Forgot to add another lunch break video:

https://www.youtube.com/watch?v=46tQXLZ ... ture=g-upl


----------



## Ton_Def (Dec 23, 2008)

That ice on your rim is crazy! Never see that again...

Glad to see the weather didn't stop your pursuit!


----------



## Catherder (Aug 2, 2008)

Nice report. How much snow did they get up there?


----------



## LOAH (Sep 29, 2007)

Hard to tell with the wind blowing it all over. I was punching foot-deep holes in some areas and in others about 4".

It's collecting in deeper drifts though.


----------



## LOAH (Sep 29, 2007)

It's been pointed out that I may have broken the law, fishing that channel. I was unaware that if any cement downstream is showing, that the channel is off limits.

This never occurred to me or I would have fished somewhere else. 

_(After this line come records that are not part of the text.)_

//! Statement metrics and tracing spans.
//!
//! With the `metrics` feature, [`METRICS`] records statement counts, errors,
//! durations and soft-deleted rows through the global OpenTelemetry meter.
//! With `tracing`, statements and cascades run inside spans from
//! [`tracing_helpers`]. Both are no-ops when their feature is off.

use std::time::Instant;

use crate::error::Result;

#[cfg(feature = "metrics")]
pub use otel::{FastgearMetrics, METRICS};

#[cfg(feature = "metrics")]
mod otel {
    use once_cell::sync::Lazy;
    use opentelemetry::{
        global,
        metrics::{Counter, Histogram},
        KeyValue,
    };
    use std::time::Duration;

    pub static METRICS: Lazy<FastgearMetrics> = Lazy::new(FastgearMetrics::init);

    pub struct FastgearMetrics {
        pub statements_total: Counter<u64>,
        pub statement_errors_total: Counter<u64>,
        pub statement_duration: Histogram<f64>,
        pub soft_deleted_rows_total: Counter<u64>,
    }

    impl FastgearMetrics {
        pub fn init() -> Self {
            let meter = global::meter("fastgear");

            let statements_total = meter
                .u64_counter("fastgear_statements_total")
                .with_description("Total statements executed")
                .build();

            let statement_errors_total = meter
                .u64_counter("fastgear_statement_errors_total")
                .with_description("Statements that failed")
                .build();

            let statement_duration = meter
                .f64_histogram("fastgear_statement_duration_seconds")
                .with_description("Duration of statements")
                .build();

            let soft_deleted_rows_total = meter
                .u64_counter("fastgear_soft_deleted_rows_total")
                .with_description("Rows marked deleted by cascades")
                .build();

            Self {
                statements_total,
                statement_errors_total,
                statement_duration,
                soft_deleted_rows_total,
            }
        }

        pub fn record_statement(&self, kind: &'static str, elapsed: Duration) {
            let attrs = [KeyValue::new("kind", kind)];
            self.statements_total.add(1, &attrs);
            self.statement_duration.record(elapsed.as_secs_f64(), &attrs);
        }

        pub fn record_statement_error(&self, kind: &'static str) {
            self.statement_errors_total
                .add(1, &[KeyValue::new("kind", kind)]);
        }

        pub fn record_soft_deleted(&self, table: &str, rows: u64) {
            self.soft_deleted_rows_total
                .add(rows, &[KeyValue::new("table", table.to_string())]);
        }
    }
}

#[cfg(feature = "tracing")]
pub mod tracing_helpers {
    use tracing::Span;

    pub fn statement_span(kind: &'static str, table: &str) -> Span {
        tracing::info_span!("fastgear.statement", kind, table)
    }

    pub fn cascade_span(root: &str, marker: &str) -> Span {
        tracing::info_span!("fastgear.soft_delete_cascade", root, marker)
    }
}

/// Runs one statement with its span, duration and error accounting.
pub(crate) fn instrument<T>(
    kind: &'static str,
    table: &str,
    f: impl FnOnce() -> Result<T>,
) -> Result<T> {
    #[cfg(feature = "tracing")]
    let _span = tracing_helpers::statement_span(kind, table).entered();

    let start = Instant::now();
    let result = f();
    let elapsed = start.elapsed();

    #[cfg(feature = "metrics")]
    {
        if result.is_err() {
            METRICS.record_statement_error(kind);
        }
        METRICS.record_statement(kind, elapsed);
    }

    match &result {
        Ok(_) => log::trace!("{kind} on {table} took {elapsed:?}"),
        Err(e) => log::debug!("{kind} on {table} failed after {elapsed:?}: {e}"),
    }
    result
}

/// Counts rows a cascade marked deleted.
pub(crate) fn record_soft_deleted(table: &str, rows: u64) {
    #[cfg(feature = "metrics")]
    METRICS.record_soft_deleted(table, rows);
    log::debug!("soft-deleted {rows} row(s) in {table}");
}

#[cfg(test)]
mod tests {
    use super::*;
    use crate::error::FastgearError;

    #[test]
    fn instrument_passes_results_through() {
        assert_eq!(instrument("select", "parent", || Ok(3)).unwrap(), 3);
        let err = instrument::<()>("update", "parent", || {
            Err(FastgearError::Database("boom".into()))
        })
        .unwrap_err();
        assert_eq!(err.to_string(), "Database error: boom");
    }
}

I assumed I was fine, since I've seen so many others fish it and I had fished there in front of CO's before without so much as a nod. I thought the line was below the fence.

My apologies.


----------



## Grandpa D (Sep 7, 2007)

LOAH, please tell us where to find info about where you are not allowed to fish within Strawberry Reservoir.
I was not aware of any regs about the reservoir, just the tributaries.
I'm looking at the Proc and I don't see what you are talking about.
Thanks for clarifying this for everyone,
Grandpa D.


----------



## LOAH (Sep 29, 2007)

Right at the base of those steps, apparently, is only the beginning of the reservoir if the last set of concrete breakers (about 100yds downstream) is submerged. Duckdog1us says he has spoken to the CO there and had that explained to him.

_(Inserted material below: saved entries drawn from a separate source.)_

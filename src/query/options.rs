//! Options records and criteria.
//!
//! [`FindOptions`], [`UpdateOptions`] and [`DeleteOptions`] are the typed
//! records; [`OptionsMap`] is the string-keyed form accepted wherever a
//! record is, with unknown keys rejected when it is converted.

use serde::{Deserialize, Serialize};

use crate::entity::Entity;
use crate::error::{FastgearError, Result};
use crate::pagination::Pagination;
use crate::query::predicate::Predicate;
use crate::query::statement::{DeleteStatement, SelectStatement};
use crate::repository::Payload;

#[derive(Debug, Clone, Copy, PartialEq, Eq, Default, Serialize, Deserialize)]
#[serde(rename_all = "UPPERCASE")]
pub enum Order {
    #[default]
    Asc,
    Desc,
}

#[derive(Debug, Clone, PartialEq, Eq)]
pub struct OrderBy {
    pub column: String,
    pub order: Order,
}

impl OrderBy {
    pub fn asc(column: impl Into<String>) -> Self {
        Self {
            column: column.into(),
            order: Order::Asc,
        }
    }

    pub fn desc(column: impl Into<String>) -> Self {
        Self {
            column: column.into(),
            order: Order::Desc,
        }
    }
}

/// Options for selects.
///
/// `skip` is an absolute row offset.
#[derive(Debug, Clone, Default, PartialEq)]
pub struct FindOptions {
    pub filters: Vec<Predicate>,
    pub order_by: Vec<OrderBy>,
    pub skip: Option<u64>,
    pub take: Option<u64>,
    pub relations: Vec<String>,
    pub select: Vec<String>,
    pub with_deleted: bool,
}

impl FindOptions {
    pub fn new() -> Self {
        Self::default()
    }

    pub fn filter(mut self, predicate: Predicate) -> Self {
        self.filters.push(predicate);
        self
    }

    pub fn order_by(mut self, order_by: OrderBy) -> Self {
        self.order_by.push(order_by);
        self
    }

    pub fn skip(mut self, skip: u64) -> Self {
        self.skip = Some(skip);
        self
    }

    pub fn take(mut self, take: u64) -> Self {
        self.take = Some(take);
        self
    }

    pub fn relation(mut self, name: impl Into<String>) -> Self {
        self.relations.push(name.into());
        self
    }

    pub fn select<I, S>(mut self, columns: I) -> Self
    where
        I: IntoIterator<Item = S>,
        S: Into<String>,
    {
        self.select.extend(columns.into_iter().map(Into::into));
        self
    }

    pub fn with_deleted(mut self) -> Self {
        self.with_deleted = true;
        self
    }
}

#[derive(Debug, Clone, Default, PartialEq)]
pub struct UpdateOptions {
    pub filters: Vec<Predicate>,
}

impl UpdateOptions {
    pub fn new() -> Self {
        Self::default()
    }

    pub fn filter(mut self, predicate: Predicate) -> Self {
        self.filters.push(predicate);
        self
    }
}

#[derive(Debug, Clone, Default, PartialEq)]
pub struct DeleteOptions {
    pub filters: Vec<Predicate>,
}

impl DeleteOptions {
    pub fn new() -> Self {
        Self::default()
    }

    pub fn filter(mut self, predicate: Predicate) -> Self {
        self.filters.push(predicate);
        self
    }
}

/// A value in an [`OptionsMap`].
#[derive(Debug, Clone, PartialEq)]
pub enum OptionValue {
    Predicate(Predicate),
    Predicates(Vec<Predicate>),
    Order(OrderBy),
    Orders(Vec<OrderBy>),
    Count(u64),
    Names(Vec<String>),
    Flag(bool),
}

impl From<Predicate> for OptionValue {
    fn from(p: Predicate) -> Self {
        OptionValue::Predicate(p)
    }
}

impl From<Vec<Predicate>> for OptionValue {
    fn from(p: Vec<Predicate>) -> Self {
        OptionValue::Predicates(p)
    }
}

impl From<OrderBy> for OptionValue {
    fn from(o: OrderBy) -> Self {
        OptionValue::Order(o)
    }
}

impl From<Vec<OrderBy>> for OptionValue {
    fn from(o: Vec<OrderBy>) -> Self {
        OptionValue::Orders(o)
    }
}

impl From<u64> for OptionValue {
    fn from(n: u64) -> Self {
        OptionValue::Count(n)
    }
}

impl From<bool> for OptionValue {
    fn from(b: bool) -> Self {
        OptionValue::Flag(b)
    }
}

impl From<Vec<&str>> for OptionValue {
    fn from(names: Vec<&str>) -> Self {
        OptionValue::Names(names.into_iter().map(str::to_string).collect())
    }
}

impl From<Vec<String>> for OptionValue {
    fn from(names: Vec<String>) -> Self {
        OptionValue::Names(names)
    }
}

/// String-keyed options, in insertion order.
///
/// ```
/// use fastgear::query::{col, FindOptions, OptionsMap};
///
/// let map = OptionsMap::new().with("where", col("id").eq(1i64)).with("take", 5u64);
/// let options = FindOptions::try_from(map).unwrap();
/// assert_eq!(options.take, Some(5));
///
/// let bad = OptionsMap::new().with("bad_key", 1u64);
/// assert!(FindOptions::try_from(bad).is_err());
/// ```
#[derive(Debug, Clone, Default, PartialEq)]
pub struct OptionsMap {
    entries: Vec<(String, OptionValue)>,
}

impl OptionsMap {
    pub fn new() -> Self {
        Self::default()
    }

    pub fn with(mut self, key: impl Into<String>, value: impl Into<OptionValue>) -> Self {
        self.insert(key, value);
        self
    }

    pub fn insert(&mut self, key: impl Into<String>, value: impl Into<OptionValue>) {
        self.entries.push((key.into(), value.into()));
    }

    pub fn is_empty(&self) -> bool {
        self.entries.is_empty()
    }
}

impl IntoIterator for OptionsMap {
    type Item = (String, OptionValue);
    type IntoIter = std::vec::IntoIter<(String, OptionValue)>;

    fn into_iter(self) -> Self::IntoIter {
        self.entries.into_iter()
    }
}

fn invalid(key: String, options: &'static str, expected: &'static str) -> FastgearError {
    FastgearError::InvalidOptionValue {
        key,
        options,
        expected,
    }
}

fn into_predicates(key: String, value: OptionValue, options: &'static str) -> Result<Vec<Predicate>> {
    match value {
        OptionValue::Predicate(p) => Ok(vec![p]),
        OptionValue::Predicates(ps) => Ok(ps),
        _ => Err(invalid(key, options, "a predicate or a list of predicates")),
    }
}

impl TryFrom<OptionsMap> for FindOptions {
    type Error = FastgearError;

    fn try_from(map: OptionsMap) -> Result<Self> {
        const NAME: &str = "FindOptions";
        let mut options = FindOptions::default();
        for (key, value) in map {
            match key.as_str() {
                "where" => options.filters.extend(into_predicates(key, value, NAME)?),
                "order_by" => match value {
                    OptionValue::Order(o) => options.order_by.push(o),
                    OptionValue::Orders(os) => options.order_by.extend(os),
                    _ => return Err(invalid(key, NAME, "an ordering or a list of orderings")),
                },
                "skip" => match value {
                    OptionValue::Count(n) => options.skip = Some(n),
                    _ => return Err(invalid(key, NAME, "a row count")),
                },
                "take" => match value {
                    OptionValue::Count(n) => options.take = Some(n),
                    _ => return Err(invalid(key, NAME, "a row count")),
                },
                "relations" => match value {
                    OptionValue::Names(names) => options.relations.extend(names),
                    _ => return Err(invalid(key, NAME, "a list of relation names")),
                },
                "select" => match value {
                    OptionValue::Names(names) => options.select.extend(names),
                    _ => return Err(invalid(key, NAME, "a list of column names")),
                },
                "with_deleted" => match value {
                    OptionValue::Flag(flag) => options.with_deleted = flag,
                    _ => return Err(invalid(key, NAME, "a boolean")),
                },
                _ => return Err(FastgearError::unknown_option(key, NAME)),
            }
        }
        Ok(options)
    }
}

fn where_only(map: OptionsMap, options: &'static str) -> Result<Vec<Predicate>> {
    let mut filters = Vec::new();
    for (key, value) in map {
        if key != "where" {
            return Err(FastgearError::unknown_option(key, options));
        }
        filters.extend(into_predicates(key, value, options)?);
    }
    Ok(filters)
}

impl TryFrom<OptionsMap> for UpdateOptions {
    type Error = FastgearError;

    fn try_from(map: OptionsMap) -> Result<Self> {
        Ok(UpdateOptions {
            filters: where_only(map, "UpdateOptions")?,
        })
    }
}

impl TryFrom<OptionsMap> for DeleteOptions {
    type Error = FastgearError;

    fn try_from(map: OptionsMap) -> Result<Self> {
        Ok(DeleteOptions {
            filters: where_only(map, "DeleteOptions")?,
        })
    }
}

/// What a statement should match.
#[derive(Debug, Clone, PartialEq)]
pub enum Criteria<O> {
    /// Every row.
    All,
    /// The row whose primary key equals the identifier.
    ById(String),
    Options(O),
    Map(OptionsMap),
}

impl<O> Default for Criteria<O> {
    fn default() -> Self {
        Criteria::All
    }
}

impl<O> From<&str> for Criteria<O> {
    fn from(id: &str) -> Self {
        Criteria::ById(id.to_string())
    }
}

impl<O> From<String> for Criteria<O> {
    fn from(id: String) -> Self {
        Criteria::ById(id)
    }
}

impl<O> From<i64> for Criteria<O> {
    fn from(id: i64) -> Self {
        Criteria::ById(id.to_string())
    }
}

impl<O> From<uuid::Uuid> for Criteria<O> {
    fn from(id: uuid::Uuid) -> Self {
        Criteria::ById(id.to_string())
    }
}

impl<O> From<OptionsMap> for Criteria<O> {
    fn from(map: OptionsMap) -> Self {
        Criteria::Map(map)
    }
}

impl<O> From<Option<O>> for Criteria<O> {
    fn from(options: Option<O>) -> Self {
        options.map_or(Criteria::All, Criteria::Options)
    }
}

macro_rules! criteria_from_options {
    ($($ty:ty),*) => {
        $(
            impl From<$ty> for Criteria<$ty> {
                fn from(options: $ty) -> Self {
                    Criteria::Options(options)
                }
            }
        )*
    };
}

criteria_from_options!(FindOptions, UpdateOptions, DeleteOptions);

/// Input of `find`, `count` and `find_and_count`.
#[derive(Debug, Clone)]
pub enum FindQuery {
    Criteria(Criteria<FindOptions>),
    Pagination(Pagination),
    Statement(SelectStatement),
}

impl Default for FindQuery {
    fn default() -> Self {
        FindQuery::Criteria(Criteria::All)
    }
}

impl From<Criteria<FindOptions>> for FindQuery {
    fn from(c: Criteria<FindOptions>) -> Self {
        FindQuery::Criteria(c)
    }
}

impl From<FindOptions> for FindQuery {
    fn from(o: FindOptions) -> Self {
        FindQuery::Criteria(Criteria::Options(o))
    }
}

impl From<OptionsMap> for FindQuery {
    fn from(m: OptionsMap) -> Self {
        FindQuery::Criteria(Criteria::Map(m))
    }
}

impl From<Pagination> for FindQuery {
    fn from(p: Pagination) -> Self {
        FindQuery::Pagination(p)
    }
}

impl From<SelectStatement> for FindQuery {
    fn from(s: SelectStatement) -> Self {
        FindQuery::Statement(s)
    }
}

/// Input of `delete`: a prepared statement, or criteria locating one row.
#[derive(Debug, Clone)]
pub enum DeleteQuery {
    Criteria(Criteria<FindOptions>),
    Statement(DeleteStatement),
}

impl From<Criteria<FindOptions>> for DeleteQuery {
    fn from(c: Criteria<FindOptions>) -> Self {
        DeleteQuery::Criteria(c)
    }
}

impl From<&str> for DeleteQuery {
    fn from(id: &str) -> Self {
        DeleteQuery::Criteria(Criteria::ById(id.to_string()))
    }
}

impl From<i64> for DeleteQuery {
    fn from(id: i64) -> Self {
        DeleteQuery::Criteria(Criteria::ById(id.to_string()))
    }
}

impl From<FindOptions> for DeleteQuery {
    fn from(o: FindOptions) -> Self {
        DeleteQuery::Criteria(Criteria::Options(o))
    }
}

impl From<DeleteStatement> for DeleteQuery {
    fn from(s: DeleteStatement) -> Self {
        DeleteQuery::Statement(s)
    }
}

/// Input of `create`: a full entity or a partial payload.
#[derive(Debug, Clone)]
pub enum NewRecord<E> {
    Entity(E),
    Partial(Payload),
}

impl<E: Entity> From<E> for NewRecord<E> {
    fn from(e: E) -> Self {
        NewRecord::Entity(e)
    }
}

impl<E: Entity> From<Payload> for NewRecord<E> {
    fn from(p: Payload) -> Self {
        NewRecord::Partial(p)
    }
}

#[cfg(test)]
mod tests {
    use super::*;
    use crate::query::col;

    #[test]
    fn map_normalizes_single_values() {
        let map = OptionsMap::new()
            .with("where", col("id").eq(1i64))
            .with("order_by", OrderBy::desc("id"))
            .with("skip", 20u64)
            .with("relations", vec!["children"])
            .with("with_deleted", true);
        let options = FindOptions::try_from(map).unwrap();
        assert_eq!(options.filters.len(), 1);
        assert_eq!(options.order_by, vec![OrderBy::desc("id")]);
        assert_eq!(options.skip, Some(20));
        assert_eq!(options.relations, vec!["children".to_string()]);
        assert!(options.with_deleted);
    }

    #[test]
    fn unknown_key_names_key_and_options_type() {
        let err = UpdateOptions::try_from(OptionsMap::new().with("take", 1u64)).unwrap_err();
        assert_eq!(err.to_string(), "Unknown option: take in UpdateOptions");
        let err = DeleteOptions::try_from(OptionsMap::new().with("bad_key", 1u64)).unwrap_err();
        assert!(err.to_string().contains("bad_key in DeleteOptions"));
    }

    #[test]
    fn wrong_value_kind_is_rejected() {
        let err = FindOptions::try_from(OptionsMap::new().with("take", true)).unwrap_err();
        assert!(matches!(err, FastgearError::InvalidOptionValue { ref key, .. } if key == "take"));
        assert!(err.is_configuration());
    }

    #[test]
    fn criteria_conversions() {
        assert_eq!(Criteria::<FindOptions>::from("42"), Criteria::ById("42".into()));
        assert_eq!(Criteria::<FindOptions>::from(None), Criteria::All);
        assert!(matches!(
            Criteria::from(FindOptions::new().take(1)),
            Criteria::Options(FindOptions { take: Some(1), .. })
        ));
    }
}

Others are stating that I did nothing wrong, but I would prefer to stay away from it altogether if they're writing tickets for it.

Personally, I always thought the lake started at the bottom of those steps, which is why I fished where I did.

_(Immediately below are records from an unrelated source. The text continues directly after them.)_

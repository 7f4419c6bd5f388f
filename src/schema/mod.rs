//! Table metadata and the foreign-key graph.

mod graph;
mod table;

pub use graph::{FkEdge, SchemaGraph, TableId};
pub use table::{ColumnDef, ColumnType, ForeignKeyDef, RelationDef, RelationType, TableDef};
//! Repository facade.
//!
//! [`SyncRepository`] and [`AsyncRepository`] expose the same operations
//! over a [`Session`](crate::session::Session) and an
//! [`AsyncSession`](crate::session::AsyncSession). Both resolve their inputs
//! through the helpers in this module, so only statement execution differs
//! between them.

use std::marker::PhantomData;
use std::sync::Arc;

use crate::config::RepositoryConfig;
use crate::entity::{Entity, Row};
use crate::error::{FastgearError, Result};
use crate::query::{
    col, Criteria, DeleteStatement, FindOptions, FindQuery, InsertStatement, NewRecord,
    SelectStatement, StatementConstructor, UpdateOptions, UpdateStatement,
};
use crate::schema::{SchemaGraph, TableDef};

mod async_repository;
mod payload;
mod sync_repository;

pub use async_repository::AsyncRepository;
pub use payload::{ActiveValue, Payload};
pub use sync_repository::SyncRepository;

/// Outcome of an update or soft delete.
///
/// `generated_maps` lists, in order, the tables a soft delete marked rows in.
#[derive(Debug, Clone, PartialEq)]
pub struct UpdateResult<R> {
    pub raw: Vec<R>,
    pub affected: u64,
    pub generated_maps: Vec<String>,
}

impl<R> Default for UpdateResult<R> {
    fn default() -> Self {
        Self {
            raw: Vec::new(),
            affected: 0,
            generated_maps: Vec::new(),
        }
    }
}

#[derive(Debug, Clone, Default, PartialEq)]
pub struct DeleteResult {
    pub raw: Vec<Row>,
    pub affected: u64,
}

/// True when any set field of `payload` differs from `entity`'s value.
pub fn should_be_updated<E: Entity>(entity: &E, payload: &Payload) -> bool {
    let current = entity.to_row();
    payload
        .fields()
        .filter_map(|(column, value)| value.as_value().map(|v| (column, v)))
        .any(|(column, value)| current.value(column) != value)
}

/// Builds `E` from a stored row, columns the row lacks keeping their
/// default values.
pub(crate) fn hydrate<E: Entity>(row: Row) -> Result<E> {
    let mut full = E::default().to_row();
    full.merge(row);
    E::from_row(&full)
}

pub(crate) fn hydrate_all<E: Entity>(rows: Vec<Row>) -> Result<Vec<E>> {
    rows.into_iter().map(hydrate).collect()
}

/// State shared by both repository flavours.
#[derive(Debug)]
pub(crate) struct RepositoryCore<E> {
    pub(crate) graph: Arc<SchemaGraph>,
    pub(crate) config: RepositoryConfig,
    _entity: PhantomData<fn() -> E>,
}

impl<E> Clone for RepositoryCore<E> {
    fn clone(&self) -> Self {
        Self {
            graph: Arc::clone(&self.graph),
            config: self.config.clone(),
            _entity: PhantomData,
        }
    }
}

impl<E: Entity> RepositoryCore<E> {
    pub(crate) fn new(graph: Arc<SchemaGraph>, config: RepositoryConfig) -> Result<Self> {
        graph.require(E::table_def().name())?;
        Ok(Self {
            graph,
            config,
            _entity: PhantomData,
        })
    }

    pub(crate) fn table(&self) -> &'static TableDef {
        E::table_def()
    }

    pub(crate) fn constructor(&self) -> StatementConstructor<'static> {
        StatementConstructor::for_entity::<E>()
    }

    pub(crate) fn not_found(&self) -> FastgearError {
        let entity = self.table().entity_name();
        log::debug!(
            "Could not find any entity of type \"{entity}\" that matches with the search filter"
        );
        FastgearError::not_found(entity)
    }

    /// One insert for all records. Null primary keys, and for payloads any
    /// primary key they do not set, are left to the database.
    pub(crate) fn insert_statement<I, R>(&self, records: I) -> InsertStatement
    where
        I: IntoIterator<Item = R>,
        R: Into<NewRecord<E>>,
    {
        let table = self.table();
        records
            .into_iter()
            .map(|record| {
                let (mut row, explicit) = match record.into() {
                    NewRecord::Entity(entity) => (entity.to_row(), None),
                    NewRecord::Partial(payload) => {
                        let set = payload.to_row();
                        let mut row = E::default().to_row();
                        row.merge(set.clone());
                        (row, Some(set))
                    }
                };
                let keep: Vec<String> = row
                    .columns()
                    .filter(|c| {
                        let is_pk = table.primary_key_columns().iter().any(|pk| pk == c);
                        let provided = match &explicit {
                            Some(set) => set.contains(c),
                            None => !row.value(c).is_null(),
                        };
                        !is_pk || provided
                    })
                    .map(str::to_string)
                    .collect();
                row.project(&keep);
                row
            })
            .fold(InsertStatement::new(table), InsertStatement::row)
    }

    pub(crate) fn select(&self, query: FindQuery) -> Result<SelectStatement> {
        let constructor = self.constructor();
        match query {
            FindQuery::Criteria(criteria) => constructor.build_select_statement(criteria),
            FindQuery::Pagination(pagination) => {
                constructor.build_select_statement(constructor.build_options(&pagination)?)
            }
            FindQuery::Statement(statement) => Ok(statement),
        }
    }

    /// Select for `find_one`: at most one row is needed.
    pub(crate) fn select_first(&self, criteria: Criteria<FindOptions>) -> Result<SelectStatement> {
        let statement = self.constructor().build_select_statement(criteria)?;
        Ok(match statement.limit_value() {
            Some(_) => statement,
            None => statement.limit(1),
        })
    }

    /// Select for `find_one_or_fail`: two rows are enough to tell a
    /// duplicate apart.
    pub(crate) fn select_single(&self, criteria: Criteria<FindOptions>) -> Result<SelectStatement> {
        let statement = self.constructor().build_select_statement(criteria)?;
        Ok(match statement.limit_value() {
            Some(limit) if limit < 2 => statement,
            _ => statement.limit(2),
        })
    }

    pub(crate) fn single(&self, mut rows: Vec<Row>) -> Result<Row> {
        if rows.len() > 1 {
            return Err(FastgearError::MultipleFound {
                entity: self.table().entity_name().to_string(),
            });
        }
        rows.pop().ok_or_else(|| self.not_found())
    }

    /// The guarded update, restricted to live rows, and, for telling
    /// "unchanged" from "missing", a select over the same criteria.
    pub(crate) fn update_statements(
        &self,
        criteria: Criteria<UpdateOptions>,
        payload: &Row,
    ) -> Result<(UpdateStatement, SelectStatement)> {
        let constructor = self.constructor();
        let filters = constructor
            .build_update_statement(criteria, &Row::new(), None)?
            .filters()
            .to_vec();
        let mut live = filters.clone();
        if let Some(marker) = self.table().soft_delete_column() {
            live.push(col(marker).is_null());
        }
        let update = constructor
            .build_update_statement(UpdateOptions { filters: live }, payload, None)?
            .returning_all();
        let probe = constructor.build_select_statement(FindOptions {
            filters,
            ..FindOptions::default()
        })?;
        Ok((update, probe))
    }

    /// Delete of exactly the row `row` identifies by primary key.
    pub(crate) fn delete_by_identity(&self, row: &Row) -> Result<DeleteStatement> {
        let table = self.table();
        let pk = table.primary_key_columns();
        if pk.is_empty() {
            return Err(FastgearError::MissingPrimaryKey {
                entity: table.entity_name().to_string(),
            });
        }
        Ok(pk
            .iter()
            .fold(DeleteStatement::new(table), |statement, column| {
                statement.filter(col(column).eq(row.value(column).clone()))
            })
            .returning_all())
    }

    /// Select of the stored row behind `entity`, deleted or not.
    pub(crate) fn refresh_statement(&self, entity: &E) -> Result<SelectStatement> {
        let row = entity.to_row();
        let options = self
            .table()
            .primary_key_columns()
            .iter()
            .fold(FindOptions::new().with_deleted(), |options, column| {
                options.filter(col(column).eq(row.value(column).clone()))
            });
        self.table().single_primary_key()?;
        self.constructor().build_select_statement(options)
    }

    pub(crate) fn marker(&self) -> &str {
        &self.config.soft_delete_column
    }
}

All things considered, I would hope for a sign along that gray area, if a misdemeanor is at stake.


----------



## Grandpa D (Sep 7, 2007)

Thanks for the clarification.
Looks like something that would be hard to enforce if challenged in court to me.
You are right, there needs to be signs or something to let you know where fishing is allowed.
I hate grey areas of the law.


----------



## Fishrmn (Sep 14, 2007)

> Strawberry Reservoir tributaries, Wasatch County
> (a) Indian Creek and all tributaries to Indian Creek, Squaw Creek, the Strawberry River from Straw- berry Reservoir upstream to USFS Road 124 (Bull Springs Road), Co-op Creek from the confluence with the Strawberry River upstream to US-40,* and the Central Utah Project Canal (commonly known as the "steps" or "ladders") from Strawberry Reservoir up the channel to US-40, including that portion of the reservoir confined to the narrow "steps" or "ladders" channel.*
> • CLOSED TO FISHING YEAR ROUND.


I thought it was gray too. Until I read it again. Maybe it's even grayer. Looks to me like the channel is closed, no matter how deep the water. No matter how you get there. Whether there is water flowing through it or not. Whether the reservoir is above the concrete or not. Maybe they will need to put buoys to mark the channel.


----------



## Lawdog (Sep 19, 2007)

So did you find that lure in the rainbow, I lost a LIVE TARGET to a fish up there the first of October trolling straight out from the ladders.


----------



## LOAH (Sep 29, 2007)

Ouch, that's a spendy lure to lose. I've lost one of those, myself.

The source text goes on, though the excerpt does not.